Turtle, I've looked into NEOL and CDTP a bit and here are a few comments.
I'd stay away from CDTP. Their earlier approach, as you know, was to treat patients with coronary disease who are not candidates for stents or surgery with intravascular FGF4 via an adenovirus vector. Now, I'm not a fan of systemic adenovirus but their dose and a catheter route of administration should enable mostly local delivery. My problem with the company is the trial design. It was mind-numbingly stupid to enroll patients with ETTs < 10 minutes in a neovascularization strategy trial, as they apparently did. This will include a lot of fairly healthy people and if the patients are in pretty good shape to start, no therapy would make them better, hence the trial wasn't successful, even if the drug would work (which we don't know). Accordingly, they made an obvious mistake that no one who audited Clinical Trials 101 would have made, so I would have no confidence in the leadership or their advisors, so I wouldn't trust them to develop properly the cooling technology they're looking at now.

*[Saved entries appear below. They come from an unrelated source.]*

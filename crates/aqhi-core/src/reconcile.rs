//! [`LocationReconciler`]: sets a user's location from an address or from an
//! explicit coordinate.
//!
//! Both flows are single pass: validate, resolve, write, respond. Nothing is
//! retried here; a failure at any stage ends the request and is reported as a
//! [`ReconcileError`] whose variant tells the boundary layer which status to
//! use.

use thiserror::Error;
use tracing::{info, warn};

use crate::{
  coordinate::Coordinate,
  error::Error,
  geocode::{GeocodeError, Geocoder},
  store::LocationStore,
  user::User,
};

type BoxError = Box<dyn std::error::Error + Send + Sync>;

/// Outcome of a failed reconciliation.
#[derive(Debug, Error)]
pub enum ReconcileError {
  /// The geocoder had no match for the address. User-correctable.
  #[error("No geolocation data found for address: {0}")]
  AddressNotFound(String),

  /// The geocoding provider could not be reached or answered badly.
  #[error("Geolocation error: {0}")]
  Geolocation(String),

  /// No user with the requested username (coordinate path only).
  #[error("User not found")]
  UserNotFound,

  /// Reading the user failed before any write was attempted.
  #[error("Database lookup error: {0}")]
  Lookup(#[source] BoxError),

  /// The location write failed; the stored location is unchanged.
  #[error("Database update error: {0}")]
  Update(#[source] BoxError),
}

/// Orchestrates a [`Geocoder`] and a [`LocationStore`].
///
/// Both collaborators are injected at construction; the reconciler holds no
/// other state and can be shared freely between request tasks.
pub struct LocationReconciler<S, G> {
  store:    S,
  geocoder: G,
}

impl<S, G> LocationReconciler<S, G>
where
  S: LocationStore,
  G: Geocoder,
{
  pub fn new(store: S, geocoder: G) -> Self { Self { store, geocoder } }

  /// The underlying store, for read-only endpoints.
  pub fn store(&self) -> &S { &self.store }

  /// Geocode `address` and store the result as `username`'s location.
  ///
  /// The address is resolved before the user is looked up, so geocoding is
  /// paid for even when the user does not exist. A missing user is reported
  /// as [`ReconcileError::Update`], like every other store-side failure on
  /// this path.
  #[tracing::instrument(skip(self))]
  pub async fn set_location_from_address(
    &self,
    username: &str,
    address: &str,
  ) -> Result<User, ReconcileError> {
    let location = self.geocoder.resolve(address).await.map_err(|e| {
      warn!(error = %e, "geocoding failed");
      match e {
        GeocodeError::NotFound(_) => ReconcileError::AddressNotFound(address.to_owned()),
        GeocodeError::Provider(msg) => ReconcileError::Geolocation(msg),
      }
    })?;

    let user = self
      .store
      .find_by_username(username)
      .await
      .map_err(|e| update_error(Box::new(e)))?
      .ok_or_else(|| update_error(Box::new(Error::UserNotFound(username.to_owned()))))?;

    let updated = self.write(&user, location).await?;
    info!(
      latitude = location.latitude(),
      longitude = location.longitude(),
      "location set from address"
    );
    Ok(updated)
  }

  /// Store `location` as `username`'s location without geocoding.
  #[tracing::instrument(skip(self))]
  pub async fn set_location_from_coordinate(
    &self,
    username: &str,
    location: Coordinate,
  ) -> Result<User, ReconcileError> {
    let user = self
      .store
      .find_by_username(username)
      .await
      .map_err(|e| {
        warn!(error = %e, "user lookup failed");
        ReconcileError::Lookup(Box::new(e))
      })?
      .ok_or(ReconcileError::UserNotFound)?;

    let updated = self.write(&user, location).await?;
    info!("location set from coordinate");
    Ok(updated)
  }

  async fn write(&self, user: &User, location: Coordinate) -> Result<User, ReconcileError> {
    self
      .store
      .set_location(user.user_id, location)
      .await
      .map_err(|e| update_error(Box::new(e)))?
      .ok_or_else(|| update_error(Box::new(Error::UserNotFound(user.username.clone()))))
  }
}

fn update_error(e: BoxError) -> ReconcileError {
  warn!(error = %e, "location update failed");
  ReconcileError::Update(e)
}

NEOL, on the other hand, looks sort of interesting for their IL-13 toxin conjugate for glioblastoma multiforme (GBM). The scientific principle is sound and they're approaching their phase 3 study with a well-considered approach. The treatment seems to about double the survival after surgery to 50 weeks from 22 weeks. Their target market will be neurosurgeons or interventional neuroradiologists, a small group who would be readily approachable. There are about 4 new cases of GBM per 100,000 population per year, so let's estimate 10,000 treatable new cases annually in the USA. $$/QALY considerations will probably tolerate a drug price of $30,000 per patient, so that's $300 Million sales annually in 4 years, probably $60 Million earnings. The market cap now is $200 Million, so considering a reasonable discount back to the present, the risk and a reasonable P/E, I'd say we'd be looking at a 2-3 bagger from current prices, in about 2 - 3 years' time. Perhaps a bit more if one were to consider Europe, Japan and ROW.
I'll send you an e-mail from one of my functioning addresses. I canceled my Yahoo account and don't use Yahoo anymore. I can't trust any company stupid enough to screw up so badly the most popular stock message boards in the world.